Lidiya Yankovskaya is a fiercely committed advocate for Slavic masterpieces, operatic rarities, and contemporary works on the leading edge of classical music. She has conducted more than 40 world premieres, including 17 operas, and her strength as a visionary collaborator has guided new perspectives on staged and symphonic repertoire from Carmen and Queen of Spades to Price and Prokofiev. Her daring performances before and amid the pandemic earned recognition from the Chicago Tribune, which praised her as “the very model of how to survive adversity, and also how to thrive in it,” while naming her Chicagoan of the Year.

Ms. Yankovskaya has recently conducted Eugene Onegin at Staatsoper Hamburg, Symphony of Sorrowful Songs at English National Opera, Rusalka at Santa Fe Opera, Carmen at Houston Grand Opera, and Don Giovanni at Seattle Opera. Elsewhere she has led Der Freischütz at Wolf Trap Opera, Edward Tulane at Minnesota Opera, and Taking Up Serpents at Washington National Opera and the Glimmerglass Festival. On the concert stage, recent engagements include Los Angeles Philharmonic, New York Philharmonic, National Symphony Orchestra, Chicago Symphony Orchestra, Dallas Symphony Orchestra, Houston Symphony, and Julia Wolfe’s Anthracite Fields with Bang on a Can All-Stars and The Choir of Trinity Wall Street at Carnegie Hall.

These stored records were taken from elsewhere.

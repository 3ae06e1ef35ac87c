//! Path-derived names for documents.
//!
//! A document's identity is derived entirely from its vault-relative path
//! (`/`-separated, extension stripped):
//!
//! | Input `posts/Hello-World.md` | Value |
//! |------------------------------|-------|
//! | `rel_no_ext` | `posts/Hello-World` |
//! | id | `posts__Hello-World` |
//! | natural route | `/posts/Hello-World/` |
//! | content file | `content/<sha256(id)>.html` |
//! | fallback title | `Hello World` |
//!
//! Ids are filesystem- and URL-safe, routes always carry a leading and
//! trailing slash. Ordering for display uses [`locale_cmp`] rather than raw
//! codepoint order so accented and non-Latin names sort the way people
//! expect.

use crate::hashing::hash_bytes;
use std::cmp::Ordering;
use unicode_normalization::UnicodeNormalization;
use unicode_normalization::char::is_combining_mark;

/// Title used when a filename has no usable words.
pub const UNTITLED: &str = "Untitled";

/// Strip a trailing `.md` extension (any case).
pub fn strip_md_ext(path: &str) -> &str {
    let len = path.len();
    if len >= 3 && path.is_char_boundary(len - 3) && path[len - 3..].eq_ignore_ascii_case(".md") {
        &path[..len - 3]
    } else {
        path
    }
}

/// Document id: path separators replaced by `__`.
pub fn to_doc_id(rel_no_ext: &str) -> String {
    rel_no_ext.replace('/', "__")
}

/// Natural route of a document before collision resolution.
pub fn to_route(rel_no_ext: &str) -> String {
    format!("/{}/", rel_no_ext)
}

/// Content fragment file name, content-addressed by id (not route) so it
/// survives route changes.
pub fn content_file_name(id: &str) -> String {
    format!("{}.html", hash_bytes(id))
}

/// Content fragment name used by cache format versions before hashing.
pub fn legacy_content_file_name(id: &str) -> String {
    format!("{}.html", id)
}

/// Output path of a route's shell page, relative to the output root.
///
/// - `/` → `index.html`
/// - `/posts/hello/` → `posts/hello/index.html`
pub fn route_output_path(route: &str) -> String {
    let clean = route_dir(route);
    if clean.is_empty() {
        "index.html".to_string()
    } else {
        format!("{}/index.html", clean)
    }
}

/// Route with surrounding slashes removed (`/a/b/` → `a/b`).
pub fn route_dir(route: &str) -> &str {
    route.trim_start_matches('/').trim_end_matches('/')
}

/// Append `-<suffix>` to the last segment of a route.
///
/// - `/posts/hello/` + `abc123` → `/posts/hello-abc123/`
/// - `/` + `abc123` → `/abc123/`
pub fn append_route_suffix(route: &str, suffix: &str) -> String {
    let clean = route_dir(route);
    if clean.is_empty() {
        return format!("/{}/", suffix);
    }
    match clean.rsplit_once('/') {
        Some((parent, last)) => format!("/{}/{}-{}/", parent, last, suffix),
        None => format!("/{}-{}/", clean, suffix),
    }
}

/// Derive a display title from a filename.
///
/// `.md` is stripped, runs of `-` and `_` become spaces, and each word gets
/// an uppercase first letter (the rest of the word is left alone).
///
/// - `hello-world.md` → `Hello World`
/// - `my__notes_v2.md` → `My Notes V2`
/// - `---.md` → `Untitled`
pub fn title_from_file_name(file_name: &str) -> String {
    let stem = strip_md_ext(file_name);
    let spaced: String = stem
        .chars()
        .map(|c| if c == '-' || c == '_' { ' ' } else { c })
        .collect();
    let words: Vec<String> = spaced.split_whitespace().map(capitalize).collect();
    if words.is_empty() {
        UNTITLED.to_string()
    } else {
        words.join(" ")
    }
}

fn capitalize(word: &str) -> String {
    let mut chars = word.chars();
    match chars.next() {
        Some(first) => first.to_uppercase().chain(chars).collect(),
        None => String::new(),
    }
}

/// Last path segment of a `/`-separated path.
pub fn base_name(path: &str) -> &str {
    path.rsplit('/').next().unwrap_or(path)
}

/// Normalize a wikilink target for lookup.
///
/// Trims, converts `\` to `/`, strips one leading `./` or `/`, strips a
/// trailing `.md`, and lowercases.
pub fn normalize_link_target(input: &str) -> String {
    let unified = input.trim().replace('\\', "/");
    let mut rest = unified.as_str();
    if let Some(stripped) = rest.strip_prefix("./") {
        rest = stripped;
    }
    if let Some(stripped) = rest.strip_prefix('/') {
        rest = stripped;
    }
    strip_md_ext(rest).to_lowercase()
}

/// Locale-aware comparison for display ordering.
///
/// Primary comparison ignores case and diacritics (compatibility
/// decomposition with combining marks dropped); Hangul syllables decompose to
/// jamo, which keeps them in dictionary order. Strings equal at the primary
/// level fall back to codepoint order so the result is a total order.
pub fn locale_cmp(left: &str, right: &str) -> Ordering {
    collation_key(left)
        .cmp(collation_key(right))
        .then_with(|| left.cmp(right))
}

fn collation_key(s: &str) -> impl Iterator<Item = char> + '_ {
    s.nfkd()
        .filter(|c| !is_combining_mark(*c))
        .flat_map(char::to_lowercase)
}

#[cfg(test)]
mod tests {
    use super::*;

    // =========================================================================
    // Identity and routes
    // =========================================================================

    #[test]
    fn strip_md_ext_any_case() {
        assert_eq!(strip_md_ext("a/b.md"), "a/b");
        assert_eq!(strip_md_ext("a/b.MD"), "a/b");
        assert_eq!(strip_md_ext("a/b.markdown"), "a/b.markdown");
        assert_eq!(strip_md_ext("md"), "md");
    }

    #[test]
    fn doc_id_replaces_separators() {
        assert_eq!(to_doc_id("posts/2024/hello"), "posts__2024__hello");
        assert_eq!(to_doc_id("hello"), "hello");
    }

    #[test]
    fn route_has_leading_and_trailing_slash() {
        assert_eq!(to_route("posts/hello"), "/posts/hello/");
    }

    #[test]
    fn content_file_name_is_hash_of_id() {
        let name = content_file_name("posts__hello");
        assert!(name.ends_with(".html"));
        assert_eq!(name.len(), 64 + 5);
        assert_eq!(name, content_file_name("posts__hello"));
        assert_ne!(name, content_file_name("posts__world"));
    }

    #[test]
    fn route_output_paths() {
        assert_eq!(route_output_path("/"), "index.html");
        assert_eq!(route_output_path("/a/b/"), "a/b/index.html");
    }

    #[test]
    fn suffix_goes_on_last_segment() {
        assert_eq!(append_route_suffix("/posts/hello/", "abc"), "/posts/hello-abc/");
        assert_eq!(append_route_suffix("/index/", "abc"), "/index-abc/");
        assert_eq!(append_route_suffix("/", "abc"), "/abc/");
    }

    // =========================================================================
    // Titles
    // =========================================================================

    #[test]
    fn title_from_dashed_name() {
        assert_eq!(title_from_file_name("hello-world.md"), "Hello World");
    }

    #[test]
    fn title_collapses_separator_runs() {
        assert_eq!(title_from_file_name("my__notes_-v2.md"), "My Notes V2");
    }

    #[test]
    fn title_keeps_inner_case() {
        assert_eq!(title_from_file_name("iOS-tips.md"), "IOS Tips");
        assert_eq!(title_from_file_name("rustFMT.md"), "RustFMT");
    }

    #[test]
    fn title_placeholder_for_empty_stem() {
        assert_eq!(title_from_file_name("--_.md"), UNTITLED);
        assert_eq!(title_from_file_name(".md"), UNTITLED);
    }

    #[test]
    fn title_non_ascii() {
        assert_eq!(title_from_file_name("été-à-paris.md"), "Été À Paris");
        assert_eq!(title_from_file_name("한글-노트.md"), "한글 노트");
    }

    // =========================================================================
    // Link targets
    // =========================================================================

    #[test]
    fn normalize_link_target_variants() {
        assert_eq!(normalize_link_target("  World "), "world");
        assert_eq!(normalize_link_target("./posts/World.md"), "posts/world");
        assert_eq!(normalize_link_target("/posts/World"), "posts/world");
        assert_eq!(normalize_link_target("posts\\World.MD"), "posts/world");
    }

    // =========================================================================
    // Ordering
    // =========================================================================

    #[test]
    fn locale_cmp_is_case_insensitive_first() {
        let mut names = vec!["beta", "Alpha", "alpha", "Gamma"];
        names.sort_by(|a, b| locale_cmp(a, b));
        assert_eq!(names, vec!["Alpha", "alpha", "beta", "Gamma"]);
    }

    #[test]
    fn locale_cmp_ignores_accents_at_primary_level() {
        let mut names = vec!["zebra", "éclair", "eagle"];
        names.sort_by(|a, b| locale_cmp(a, b));
        assert_eq!(names, vec!["eagle", "éclair", "zebra"]);
    }

    #[test]
    fn locale_cmp_orders_hangul() {
        let mut names = vec!["하늘", "가방", "나무"];
        names.sort_by(|a, b| locale_cmp(a, b));
        assert_eq!(names, vec!["가방", "나무", "하늘"]);
    }

    #[test]
    fn locale_cmp_total_order_on_ties() {
        assert_ne!(locale_cmp("A", "a"), Ordering::Equal);
        assert_eq!(locale_cmp("same", "same"), Ordering::Equal);
    }
}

In the six years since her appointment as Elizabeth Morse and Genius Music Director of COT, Ms. Yankovskaya has spearheaded the commissioning of 11 new operas, advancing the work of seven female composers and seven creators of color. She has led the Chicago premieres of Heggie’s Moby-Dick, Talbot’s Everest, Tchaikovsky’s Iolanta, Rachmaninoff’s Aleko, and Szymanowski’s King Roger. Under her leadership, COT has also established the Vanguard Initiative, an immersive two-year residency for emerging opera composers that culminates with the development of a full-length opera, enriching the repertory with new voices and experiences that resonate with today’s audiences.